#### AVAILABLE RECORDS ####

//! Wrappers for variable designation shapes.
//!
//! Designations name the variables a pattern or declaration expression
//! introduces. Like the patterns, the whole family is absent from older
//! releases.

use crate::shim::{ShimContext, ShimResult};
use crate::tree::SyntaxToken;
use crate::wrappers::{shim_node, shim_widen, unwrap_all, SeparatedList, ShimNode};

shim_node! {
    /// Any designation form; the general shape the concrete forms widen to.
    VariableDesignation
}

shim_node! {
    /// A designation introducing a single named variable.
    SingleVariableDesignation
}

impl SingleVariableDesignation {
    /// The declared variable name.
    pub fn identifier(&self, ctx: &ShimContext) -> ShimResult<Option<SyntaxToken>> {
        ctx.token_reader(Self::TYPE_NAME, "Identifier")?.read(self.node())
    }

    /// A copy of this designation with the name replaced.
    pub fn with_identifier(
        &self,
        ctx: &ShimContext,
        identifier: Option<SyntaxToken>,
    ) -> ShimResult<Self> {
        let node = ctx
            .token_writer(Self::TYPE_NAME, "Identifier")?
            .write(self.node(), identifier)?;
        Ok(Self::wrap_unchecked(Some(node)))
    }
}

shim_node! {
    /// The `_` designation, discarding the value.
    DiscardDesignation
}

impl DiscardDesignation {
    /// The underscore token.
    pub fn underscore_token(&self, ctx: &ShimContext) -> ShimResult<Option<SyntaxToken>> {
        ctx.token_reader(Self::TYPE_NAME, "UnderscoreToken")?.read(self.node())
    }
}

shim_node! {
    /// A parenthesized group of designations, one per deconstructed part.
    ParenthesizedVariableDesignation
}

impl ParenthesizedVariableDesignation {
    /// The grouped designations, in source order.
    pub fn variables(&self, ctx: &ShimContext) -> ShimResult<SeparatedList<VariableDesignation>> {
        let raw = ctx.list_reader(Self::TYPE_NAME, "Variables")?.read(self.node())?;
        Ok(SeparatedList::new(raw))
    }

    /// A copy of this designation with the grouped designations replaced.
    pub fn with_variables(
        &self,
        ctx: &ShimContext,
        variables: &[VariableDesignation],
    ) -> ShimResult<Self> {
        let nodes = unwrap_all(variables)?;
        let node = ctx
            .list_writer(Self::TYPE_NAME, "Variables")?
            .write(self.node(), nodes)?;
        Ok(Self::wrap_unchecked(Some(node)))
    }
}

shim_widen!(SingleVariableDesignation => VariableDesignation);
shim_widen!(DiscardDesignation => VariableDesignation);
shim_widen!(ParenthesizedVariableDesignation => VariableDesignation);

####

#### TASK GOAL
Each line carrying the string "copy" should be copied out from the entries.

#### SOLVED EXERCISE
    /// A copy of this designation with the name replaced.
    /// A copy of this designation with the grouped designations replaced.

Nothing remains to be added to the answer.